In late October, IndexIQ Chief Executive Adam Patti was crisscrossing the country, from Seattle to Baltimore, giving his spiel about the firm's new alternative investment products to financial advisers in a 20-city road show. The Rye Brook (N.Y.)-based asset-management startup had recently launched two new exchange-traded funds (ETFs), one that tracks inflation and another that invests in a portfolio of global commodities. The firm's flagship product, the IQ Hedge Multi-Strategy Tracker ETF (QAI), which aims to replicate various hedge fund strategies, had opened eight months earlier and attracted $74 million in assets.
For years academics and institutional wealth managers have talked about why the typical approach of many individuals to diversification—splitting assets between stocks and bonds—wasn't good enough. But it took the market meltdown for many investors to see just how much volatility, and risk, they were actually taking on by investing in only two asset classes. Now a handful of money managers are launching mutual funds and exchange-traded funds to bring alternative investments to the masses. The appeal: a chance to earn higher returns, dampen volatility, and lower risk. High-net-worth individuals and pension funds are also finding uses for these investment vehicles because of their liquidity and transparency compared with actual hedge funds.
IndexIQ, a startup asset manager that creates its own indexes and then models investment portfolios based on them, is one of those newcomers. Over the past 18 months, it has launched five ETFs and one mutual fund that aim to replicate hedge-fund returns, give investors protection against inflation, and let them participate in merger-arbitrage opportunities. It has received regulatory approval for another dozen ETFs it plans to begin rolling out this winter. While the company's total assets are tiny, at around $200 million, its executives have plans to change the investing landscape in as dramatic a way as Vanguard Group did 30 years ago with index funds. "Our mandate is audacious: We want to be the Vanguard of alternative investments," Patti says. "Why should it be only sophisticated investors who get full diversification?"

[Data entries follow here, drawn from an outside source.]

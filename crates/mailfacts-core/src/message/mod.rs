//! Message normalization: MIME parsing, body selection and attachment text.

mod attachment;
mod html;
mod normalizer;

pub use attachment::{AttachmentKind, sniff_kind};
pub use html::strip_html;
pub use normalizer::ContentNormalizer;
//! Process command - extract items from a single message file.

use std::fs;
use std::path::PathBuf;
use std::time::Instant;

use chrono::NaiveDate;
use clap::Args;
use console::style;
use indicatif::{ProgressBar, ProgressStyle};
use serde::Serialize;
use tracing::{debug, info};

use mailfacts_core::{DocumentCategory, ParsedItem, Pipeline, ProcessedMessage};

use super::{load_config, reference_instant};

/// Arguments for the process command.
#[derive(Args)]
pub struct ProcessArgs {
    /// Input message file (.eml)
    #[arg(required = true)]
    input: PathBuf,

    /// Output file (default: stdout)
    #[arg(short, long)]
    output: Option<PathBuf>,

    /// Output format
    #[arg(short, long, value_enum, default_value = "json")]
    format: OutputFormat,

    /// Include the normalized body text in the output
    #[arg(long)]
    show_body: bool,

    /// Resolve relative dates against this day (YYYY-MM-DD) instead of today
    #[arg(long)]
    reference: Option<NaiveDate>,
}

#[derive(Clone, Copy, Debug, clap::ValueEnum)]
pub enum OutputFormat {
    /// JSON output
    Json,
    /// CSV output, one row per item
    Csv,
    /// Plain text summary
    Text,
}

impl OutputFormat {
    pub fn extension(&self) -> &'static str {
        match self {
            Self::Json => "json",
            Self::Csv => "csv",
            Self::Text => "txt",
        }
    }
}

/// Serializable view of one processed message.
#[derive(Serialize)]
struct MessageReport<'a> {
    subject: &'a str,
    sender: &'a str,
    recipient: &'a str,
    timestamp: Option<String>,
    category: DocumentCategory,
    items: &'a [ParsedItem],
    warnings: &'a [String],
    #[serde(skip_serializing_if = "Option::is_none")]
    body: Option<&'a str>,
}

pub async fn run(args: ProcessArgs, config_path: Option<&str>) -> anyhow::Result<()> {
    let start = Instant::now();
    let config = load_config(config_path)?;

    if !args.input.exists() {
        anyhow::bail!("Input file not found: {}", args.input.display());
    }

    info!("Processing file: {}", args.input.display());

    let pb = ProgressBar::new_spinner();
    pb.set_style(ProgressStyle::default_spinner().template("{spinner:.green} {msg}")?);
    pb.set_message("Reading message...");

    let raw = fs::read(&args.input)?;

    pb.set_message("Extracting items...");
    let pipeline = Pipeline::from_config(&config);
    let processed = pipeline.process_bytes(&raw, Some(reference_instant(args.reference)));

    pb.finish_and_clear();

    for warning in &processed.result.warnings {
        eprintln!("{} {}", style("!").yellow(), warning);
    }

    let output = format_output(&processed, args.format, args.show_body)?;

    if let Some(output_path) = &args.output {
        fs::write(output_path, &output)?;
        println!(
            "{} Output written to {}",
            style("✓").green(),
            output_path.display()
        );
    } else {
        println!("{}", output);
    }

    debug!("Total processing time: {:?}", start.elapsed());

    Ok(())
}

/// Render a processed message in the requested format.
pub fn format_output(
    processed: &ProcessedMessage,
    format: OutputFormat,
    show_body: bool,
) -> anyhow::Result<String> {
    match format {
        OutputFormat::Json => format_json(processed, show_body),
        OutputFormat::Csv => format_csv(&processed.result.items),
        OutputFormat::Text => Ok(format_text(processed, show_body)),
    }
}

fn format_json(processed: &ProcessedMessage, show_body: bool) -> anyhow::Result<String> {
    let document = &processed.document;
    let report = MessageReport {
        subject: &document.subject,
        sender: &document.sender,
        recipient: &document.recipient,
        timestamp: document.timestamp.map(|t| t.to_rfc3339()),
        category: processed.result.category,
        items: &processed.result.items,
        warnings: &processed.result.warnings,
        body: show_body.then_some(document.body.as_str()),
    };
    Ok(serde_json::to_string_pretty(&report)?)
}

fn format_csv(items: &[ParsedItem]) -> anyhow::Result<String> {
    let mut wtr = csv::Writer::from_writer(vec![]);

    wtr.write_record([
        "category",
        "subtype",
        "amount",
        "currency",
        "date",
        "confidence",
        "summary",
    ])?;

    for item in items {
        let amount = item.amount.map(|a| a.to_string()).unwrap_or_default();
        let date = item.date.map(|d| d.to_string()).unwrap_or_default();
        let confidence = format!("{:.2}", item.confidence);

        wtr.write_record([
            item.category.as_str(),
            item.subtype.as_deref().unwrap_or(""),
            amount.as_str(),
            item.currency.map(|c| c.code()).unwrap_or(""),
            date.as_str(),
            confidence.as_str(),
            item.summary.as_str(),
        ])?;
    }

    let data = String::from_utf8(wtr.into_inner()?)?;
    Ok(data)
}

fn format_text(processed: &ProcessedMessage, show_body: bool) -> String {
    let document = &processed.document;
    let mut output = String::new();

    output.push_str(&format!("Subject: {}\n", document.subject));
    output.push_str(&format!("From: {}\n", document.sender));
    if let Some(timestamp) = document.timestamp {
        output.push_str(&format!("Date: {}\n", timestamp.to_rfc3339()));
    }
    output.push_str(&format!("Category: {}\n", processed.result.category));
    output.push('\n');

    if processed.result.items.is_empty() {
        output.push_str("No items found\n");
    } else {
        output.push_str("Items:\n");
        for (i, item) in processed.result.items.iter().enumerate() {
            output.push_str(&format!(
                "  {}. [{:.2}] {}\n",
                i + 1,
                item.confidence,
                item.summary
            ));
        }
    }

    if show_body {
        output.push_str("\nBody:\n");
        output.push_str(&document.body);
        output.push('\n');
    }

    output
}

Historically, access to alternative investments had been limited to institutional and high-net-worth investors who had hedge funds or separately managed accounts, which are personalized portfolios for wealthy individuals run by financial advisers. But academics had been struggling with the question of how to measure and capture "alternative beta." That is the portion of investment returns from alternative asset classes, such as those held in hedge funds, that is tied to the asset's underlying market. The return that is a result of a manager's skill is known in financial parlance as "alpha." The evolution of equity index funds such as those tied to the S&P 500 had allowed investors access to the equity market's performance, or beta return, at low cost. But when you move beyond stocks to oil or merger arbitrage or hedge-fund returns overall, the issue becomes: What exactly is the beta return? With no investable index to function as a benchmark, how do you create a portfolio that captures a market's return?
IndexIQ is not alone in asking those questions. AlphaSimplex Group, an asset manager started by Massachusetts Institute of Technology finance professor Andrew Lo and owned by fund conglomerate Natixis Global Asset Management, brought out its first mutual fund, Natixis ASG Global Alternatives Fund, in September 2008. The fund, with $161 million in assets, uses futures and forward contracts to get investors exposure to global equity, interest rate, currency, and commodity markets. In October, ETF giant iShares, which has more than $300 billion in assets, launched its own hedge-fund replication product, iShares Diversified Alternatives Trust. Other players in the field include Goldman Sachs (GS), WisdomTree Investments (WSDT), and PowerShares.